Je ne m’étendrai pas sur le bonheur qui suivit. Trop jeunes pour aller dans le monde, si ce qu’on appelle monde avait alors existé à New-York, nous étions du moins d’âge à voir les curiosités. Je suis tenté de rire en me rappelant en quoi elles consistaient. Il y avait un muséum dont voudrait à peine une ville de l’ouest ayant quinze ou vingt ans d’existence ; un cirque dirigé par un nommé Ricketts ; le théâtre de John-Street, très-modeste édifice consacré à Thespis ; et un lion — c’est littéralement de l’animal que je veux parler — qui était tenu dans une loge hors de la ville, afin que ses rugissements ne troublassent pas le peuple. Nous vîmes toutes ces merveilles, le théâtre même compris, l’indulgent M. Hardinge n’ayant pas vu d’inconvénient à nous y laisser aller sous la conduite de mistress Bradfort. C’était un plaisir tout nouveau pour nous tous ; car bien que nous eussions été en Chine, nous n’avions jamais été au spectacle.

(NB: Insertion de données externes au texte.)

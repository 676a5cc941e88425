//! Mail-relay client.
//!
//! The relay is an HTTP function that emails a base64 PDF:
//! `POST {base}/functions/v1/send-report-email` with a bearer token that is
//! also sent as the `apikey` header.

use super::summary::ReportSummary;
use crate::error::{Error, Result};
use async_trait::async_trait;
use serde::{Deserialize, Serialize};
use serde_json::Value;
use std::time::Duration;

/// Relay endpoint path under the base URL.
pub const RELAY_PATH: &str = "/functions/v1/send-report-email";

/// Base URL used when `RELAY_BASE_URL` is unset.
pub const DEFAULT_RELAY_BASE_URL: &str = "http://localhost:54321";

/// Token used when `RELAY_TOKEN` is unset.
pub const DEFAULT_RELAY_TOKEN: &str = "public-anon-key";

/// Relay connection settings.
#[derive(Debug, Clone, PartialEq)]
pub struct RelayConfig {
    /// Base URL (no trailing path)
    pub base_url: String,

    /// Bearer token
    pub token: String,

    /// Request timeout (client default when unset)
    pub timeout: Option<Duration>,
}

impl Default for RelayConfig {
    fn default() -> Self {
        Self {
            base_url: DEFAULT_RELAY_BASE_URL.to_string(),
            token: DEFAULT_RELAY_TOKEN.to_string(),
            timeout: None,
        }
    }
}

impl RelayConfig {
    /// Create a config for an explicit endpoint.
    pub fn new(base_url: impl Into<String>, token: impl Into<String>) -> Self {
        Self {
            base_url: base_url.into(),
            token: token.into(),
            timeout: None,
        }
    }

    /// Read `RELAY_BASE_URL` and `RELAY_TOKEN`, falling back to the built-in
    /// defaults for unset or empty variables.
    pub fn from_env() -> Self {
        let var = |name: &str| std::env::var(name).ok().filter(|v| !v.trim().is_empty());
        let config = Self {
            base_url: var("RELAY_BASE_URL").unwrap_or_else(|| DEFAULT_RELAY_BASE_URL.to_string()),
            token: var("RELAY_TOKEN").unwrap_or_else(|| DEFAULT_RELAY_TOKEN.to_string()),
            timeout: None,
        };
        if config.token == DEFAULT_RELAY_TOKEN {
            log::warn!("RELAY_TOKEN not set, using the built-in token");
        }
        config
    }

    /// Set the request timeout.
    pub fn with_timeout(mut self, timeout: Duration) -> Self {
        self.timeout = Some(timeout);
        self
    }

    /// Full endpoint URL.
    pub fn endpoint(&self) -> String {
        format!("{}{}", self.base_url.trim_end_matches('/'), RELAY_PATH)
    }
}

/// JSON body posted to the relay.
#[derive(Debug, Clone, PartialEq, Serialize, Deserialize)]
#[serde(rename_all = "camelCase")]
pub struct EmailPayload {
    /// Base64-encoded PDF
    pub pdf_base64: String,

    /// Saved file name
    pub filename: String,

    /// Form type identifier
    pub form_type: String,

    /// Recipient address
    pub to: String,

    /// Extra text for the email body
    #[serde(skip_serializing_if = "Option::is_none")]
    pub additional_message: Option<String>,

    /// Report metadata
    pub summary: ReportSummary,
}

/// Raw relay answer.
#[derive(Debug, Clone, PartialEq)]
pub struct RelayResponse {
    /// HTTP status code
    pub status: u16,

    /// Parsed JSON body (`Value::String` for non-JSON bodies)
    pub body: Value,
}

impl RelayResponse {
    /// Whether the status is 2xx.
    pub fn is_success(&self) -> bool {
        (200..300).contains(&self.status)
    }

    /// Best error message: body `error`, then `message`, then the status.
    pub fn error_message(&self) -> String {
        ["error", "message"]
            .iter()
            .find_map(|key| match self.body.get(key) {
                Some(Value::String(s)) if !s.trim().is_empty() => Some(s.clone()),
                Some(Value::Object(o)) => o
                    .get("message")
                    .and_then(Value::as_str)
                    .map(str::to_string),
                _ => None,
            })
            .unwrap_or_else(|| format!("HTTP {}", self.status))
    }

    /// Email id on success, [`Error::EmailServer`] otherwise.
    pub fn into_result(self) -> Result<Option<String>> {
        if self.is_success() {
            Ok(self
                .body
                .get("emailId")
                .and_then(|id| match id {
                    Value::String(s) => Some(s.clone()),
                    Value::Number(n) => Some(n.to_string()),
                    _ => None,
                }))
        } else {
            Err(Error::EmailServer {
                status: self.status,
                message: self.error_message(),
            })
        }
    }
}

/// Sends documents by email.
#[async_trait]
pub trait MailRelay: Send + Sync {
    /// Post one payload. Transport failures are `Err`; any HTTP answer,
    /// successful or not, is `Ok`.
    async fn send(&self, payload: &EmailPayload) -> Result<RelayResponse>;
}

/// [`MailRelay`] over HTTP.
pub struct HttpMailRelay {
    client: reqwest::Client,
    config: RelayConfig,
}

impl HttpMailRelay {
    /// Create a relay client.
    pub fn new(config: RelayConfig) -> Result<Self> {
        let mut builder = reqwest::Client::builder();
        if let Some(timeout) = config.timeout {
            builder = builder.timeout(timeout);
        }
        let client = builder
            .build()
            .map_err(|e| Error::Config(format!("HTTP client: {}", e)))?;
        Ok(Self { client, config })
    }

    /// Relay settings.
    pub fn config(&self) -> &RelayConfig {
        &self.config
    }
}

#[async_trait]
impl MailRelay for HttpMailRelay {
    async fn send(&self, payload: &EmailPayload) -> Result<RelayResponse> {
        let endpoint = self.config.endpoint();
        log::info!("posting {} to {}", payload.filename, endpoint);

        let response = self
            .client
            .post(&endpoint)
            .bearer_auth(&self.config.token)
            .header("apikey", &self.config.token)
            .json(payload)
            .send()
            .await?;

        let status = response.status().as_u16();
        let text = response.text().await?;
        let body = serde_json::from_str(&text).unwrap_or(Value::String(text));
        Ok(RelayResponse { status, body })
    }
}

#[cfg(test)]
mod tests {
    use super::*;
    use serde_json::json;

    #[test]
    fn test_endpoint() {
        let config = RelayConfig::new("https://relay.example.com/", "t");
        assert_eq!(
            config.endpoint(),
            "https://relay.example.com/functions/v1/send-report-email"
        );
    }

    #[test]
    fn test_payload_is_camel_case() {
        let payload = EmailPayload {
            pdf_base64: "JVBERi0=".into(),
            filename: "parte.pdf".into(),
            form_type: "parte".into(),
            to: "ops@example.com".into(),
            additional_message: None,
            summary: ReportSummary::default(),
        };
        let value = serde_json::to_value(&payload).unwrap();
        assert_eq!(value["pdfBase64"], "JVBERi0=");
        assert_eq!(value["formType"], "parte");
        assert!(value.get("additionalMessage").is_none());
        assert_eq!(value["summary"]["pozo"], "");
    }

    #[test]
    fn test_success_response() {
        let response = RelayResponse {
            status: 200,
            body: json!({ "emailId": "abc123" }),
        };
        assert_eq!(response.into_result().unwrap(), Some("abc123".to_string()));
    }

    #[test]
    fn test_error_message_preference() {
        let response = RelayResponse {
            status: 500,
            body: json!({ "error": "SMTP down", "message": "ignored" }),
        };
        assert_eq!(response.error_message(), "SMTP down");

        let response = RelayResponse {
            status: 422,
            body: json!({ "message": "bad recipient" }),
        };
        assert_eq!(response.error_message(), "bad recipient");

        let response = RelayResponse {
            status: 502,
            body: Value::String("<html>".into()),
        };
        assert_eq!(response.error_message(), "HTTP 502");
    }

    #[test]
    fn test_non_2xx_is_server_error() {
        let response = RelayResponse {
            status: 401,
            body: json!({}),
        };
        match response.into_result() {
            Err(Error::EmailServer { status, message }) => {
                assert_eq!(status, 401);
                assert_eq!(message, "HTTP 401");
            }
            other => panic!("unexpected {:?}", other),
        }
    }
}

On a bien raison de dire : vanité des vanités, tout est vanité ! Quiconque vivra autant que j’ai vécu verra la plupart de ses opinions, et même de ses goûts, changer. Rien peut-être, excepté la révélation, n’est plus propre à nous rappeler que cette vie d’épreuves n’est qu’un passage, que de voir combien ce que nous avons désiré le plus, ce qui a été le but de notre ambition, a occupé peu de temps notre esprit, et dans un intérêt souvent si futile ! À cinquante ans, l’illusion commence à s’évanouir ; et bien que nous puissions continuer à vivre et même à être heureux, bien aveugle est celui qui n’aperçoit pas la fin de sa route, et ne prévoit pas quelques-uns des grands résultats auxquels elle doit aboutir. Mais voilà des considérations auxquelles nous étions loin de songer en 1799.